Extracted records

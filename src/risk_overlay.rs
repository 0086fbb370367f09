use std::fmt;
use std::str::FromStr;

use serde::{Deserialize, Serialize};

use crate::error::AppError;
use crate::model::{ReturnSeries, WeightVector, TRADING_DAYS_PER_YEAR};

/// Estimated volatility at or below this is treated as "no estimate".
const MIN_VOL_ESTIMATE: f64 = 1e-8;

#[derive(Debug, Clone, Copy, PartialEq)]
pub struct RiskParams {
    pub vol_target: f64,
    pub max_drawdown_limit: f64,
    pub exposure_floor: f64,
}

/// Named bundle of risk parameters selectable by the operator.
#[derive(Debug, Clone, Copy, PartialEq, Eq, Hash, Serialize, Deserialize)]
#[serde(rename_all = "UPPERCASE")]
pub enum RiskTier {
    Low,
    Medium,
    High,
}

impl RiskTier {
    pub fn params(self) -> RiskParams {
        match self {
            Self::Low => RiskParams {
                vol_target: 0.10,
                max_drawdown_limit: -0.12,
                exposure_floor: 0.15,
            },
            Self::Medium => RiskParams {
                vol_target: 0.15,
                max_drawdown_limit: -0.20,
                exposure_floor: 0.20,
            },
            Self::High => RiskParams {
                vol_target: 0.22,
                max_drawdown_limit: -0.28,
                exposure_floor: 0.25,
            },
        }
    }

    pub fn as_str(self) -> &'static str {
        match self {
            Self::Low => "LOW",
            Self::Medium => "MEDIUM",
            Self::High => "HIGH",
        }
    }
}

impl fmt::Display for RiskTier {
    fn fmt(&self, f: &mut fmt::Formatter<'_>) -> fmt::Result {
        f.write_str(self.as_str())
    }
}

impl FromStr for RiskTier {
    type Err = AppError;

    fn from_str(s: &str) -> Result<Self, Self::Err> {
        match s.trim().to_ascii_uppercase().as_str() {
            "LOW" => Ok(Self::Low),
            "MEDIUM" => Ok(Self::Medium),
            "HIGH" => Ok(Self::High),
            other => Err(AppError::invalid_config(format!(
                "unknown risk tier '{}', expected one of LOW/MEDIUM/HIGH",
                other
            ))),
        }
    }
}

/// Stable taxonomy for adjustments made by the overlay.
#[derive(Debug, Clone, Copy, PartialEq, Eq, Serialize)]
pub enum RiskAction {
    StopLoss,
    VolatilityTarget,
    DrawdownFloor,
}

impl RiskAction {
    pub fn as_str(self) -> &'static str {
        match self {
            Self::StopLoss => "risk.stop_loss",
            Self::VolatilityTarget => "risk.vol_target",
            Self::DrawdownFloor => "risk.drawdown_floor",
        }
    }
}

#[derive(Debug, Clone, PartialEq)]
pub struct RiskOverlayConfig {
    pub params: RiskParams,
    /// Daily return below which an asset is dropped at the next rebalance.
    pub stop_loss_threshold: Option<f64>,
    /// Trailing window (steps) for the covariance estimate.
    pub vol_window: usize,
    pub enabled: bool,
}

impl RiskOverlayConfig {
    pub fn for_tier(tier: RiskTier) -> Self {
        Self {
            params: tier.params(),
            stop_loss_threshold: None,
            vol_window: 21,
            enabled: true,
        }
    }
}

/// Causal inputs available to the overlay at a rebalance step.
#[derive(Debug, Clone, Copy)]
pub struct OverlayContext<'a> {
    pub step: usize,
    pub returns: &'a ReturnSeries,
    /// Portfolio values up to, not including, `step`.
    pub equity_curve: &'a [f64],
}

#[derive(Debug, Clone, PartialEq)]
pub struct OverlayOutcome {
    pub weights: WeightVector,
    /// Annualized volatility estimate of the adjusted weights; `None` when disabled.
    pub portfolio_volatility: Option<f64>,
    pub drawdown: Option<f64>,
    pub actions: Vec<RiskAction>,
}

impl OverlayOutcome {
    pub fn risk_reduced(&self) -> bool {
        !self.actions.is_empty()
    }
}

#[derive(Debug, Clone)]
pub struct RiskOverlay {
    cfg: RiskOverlayConfig,
}

impl RiskOverlay {
    pub fn new(cfg: RiskOverlayConfig) -> Self {
        Self { cfg }
    }

    /// Pass-through overlay used for "without risk" runs.
    pub fn disabled(cfg: RiskOverlayConfig) -> Self {
        Self {
            cfg: RiskOverlayConfig {
                enabled: false,
                ..cfg
            },
        }
    }

    pub fn config(&self) -> &RiskOverlayConfig {
        &self.cfg
    }

    pub fn is_enabled(&self) -> bool {
        self.cfg.enabled
    }

    pub fn set_params(&mut self, params: RiskParams) {
        self.cfg.params = params;
    }

    /// Stop-loss, renormalize, volatility targeting, then drawdown floor.
    pub fn apply(&self, weights: &WeightVector, ctx: &OverlayContext<'_>) -> OverlayOutcome {
        let drawdown = current_drawdown(ctx.equity_curve);
        if !self.cfg.enabled {
            return OverlayOutcome {
                weights: weights.clone(),
                portfolio_volatility: None,
                drawdown,
                actions: Vec::new(),
            };
        }

        let mut actions = Vec::new();
        let mut w = weights.clone();

        if let (Some(threshold), true) = (self.cfg.stop_loss_threshold, ctx.step > 0) {
            let previous = ctx.returns.row(ctx.step - 1);
            let (stopped, hit) = apply_stop_loss(&w, ctx.returns.tickers(), previous, threshold);
            if hit {
                tracing::debug!(step = ctx.step, threshold, "Stop-loss zeroed assets");
                actions.push(RiskAction::StopLoss);
            }
            w = stopped;
        }
        w = w.normalized();

        let estimated = self.estimate_volatility(&w, ctx.returns, ctx.step);
        let (targeted, scaled) = scale_to_vol_target(&w, estimated, self.cfg.params.vol_target);
        if scaled {
            tracing::debug!(
                step = ctx.step,
                estimated,
                target = self.cfg.params.vol_target,
                "Scaled exposure to volatility target"
            );
            actions.push(RiskAction::VolatilityTarget);
        }
        w = targeted;

        if let Some(dd) = drawdown {
            let (floored, cut) = apply_drawdown_floor(
                &w,
                dd,
                self.cfg.params.max_drawdown_limit,
                self.cfg.params.exposure_floor,
            );
            if cut {
                tracing::debug!(step = ctx.step, drawdown = dd, "Drawdown floor applied");
                actions.push(RiskAction::DrawdownFloor);
            }
            w = floored;
        }

        let portfolio_volatility = Some(self.estimate_volatility(&w, ctx.returns, ctx.step));
        OverlayOutcome {
            weights: w,
            portfolio_volatility,
            drawdown,
            actions,
        }
    }

    /// Annualized `sqrt(w' Σ w)` over the `vol_window` returns strictly before
    /// `step`; 0 while the window is incomplete or the covariance is undefined.
    pub fn estimate_volatility(&self, weights: &WeightVector, returns: &ReturnSeries, step: usize) -> f64 {
        let window = self.cfg.vol_window;
        if step < window {
            return 0.0;
        }
        match trailing_covariance(returns, step, window) {
            Some(cov) => portfolio_volatility(&weights.aligned_to(returns.tickers()), &cov),
            None => 0.0,
        }
    }
}

/// Sample covariance of the `window` rows strictly before `step`, or `None`
/// while that window is not fully available.
pub fn trailing_covariance(returns: &ReturnSeries, step: usize, window: usize) -> Option<Vec<Vec<f64>>> {
    if window == 0 || step < window || step > returns.len() {
        return None;
    }
    returns.window_covariance(step - window, step)
}

/// Annualized volatility of a weight vector under a daily covariance matrix.
pub fn portfolio_volatility(weights: &[f64], daily_cov: &[Vec<f64>]) -> f64 {
    let mut variance = 0.0;
    for (i, wi) in weights.iter().enumerate() {
        for (j, wj) in weights.iter().enumerate() {
            variance += wi * wj * daily_cov[i][j];
        }
    }
    let annual = variance * TRADING_DAYS_PER_YEAR;
    if annual.is_finite() && annual > 0.0 {
        annual.sqrt()
    } else {
        0.0
    }
}

/// Zero assets whose previous-step return fell below `threshold`.
/// Returns the adjusted vector and whether any held asset was zeroed.
pub fn apply_stop_loss(
    weights: &WeightVector,
    tickers: &[String],
    previous_returns: &[f64],
    threshold: f64,
) -> (WeightVector, bool) {
    let mut out = weights.clone();
    let mut hit = false;
    for (ticker, r) in tickers.iter().zip(previous_returns.iter()) {
        if *r < threshold && out.get(ticker).map(|w| w > 0.0).unwrap_or(false) {
            out = out.with_weight(ticker, 0.0);
            hit = true;
        }
    }
    (out, hit)
}

/// Scale every weight by `target / estimated` when the estimate exceeds the target.
pub fn scale_to_vol_target(weights: &WeightVector, estimated: f64, target: f64) -> (WeightVector, bool) {
    if estimated > MIN_VOL_ESTIMATE && estimated > target {
        (weights.scaled(target / estimated), true)
    } else {
        (weights.clone(), false)
    }
}

/// Scale every weight by `floor` when `drawdown` is below `limit`; the
/// remainder stays in cash.
pub fn apply_drawdown_floor(
    weights: &WeightVector,
    drawdown: f64,
    limit: f64,
    floor: f64,
) -> (WeightVector, bool) {
    if drawdown < limit {
        (weights.scaled(floor), true)
    } else {
        (weights.clone(), false)
    }
}

/// Decline of the last value from the running peak of `equity`.
pub fn current_drawdown(equity: &[f64]) -> Option<f64> {
    let last = *equity.last()?;
    let peak = equity
        .iter()
        .copied()
        .filter(|v| v.is_finite())
        .fold(f64::NEG_INFINITY, f64::max);
    if !peak.is_finite() || peak <= 0.0 || !last.is_finite() {
        return None;
    }
    Some((last - peak) / peak)
}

* TASK BRIEF:
Go line by line through the data above and report each one that holds the string "None".

* ANSWER SECTION:
            stop_loss_threshold: None,
    /// Annualized volatility estimate of the adjusted weights; `None` when disabled.
                portfolio_volatility: None,
            None => 0.0,
/// Sample covariance of the `window` rows strictly before `step`, or `None`
        return None;
        return None;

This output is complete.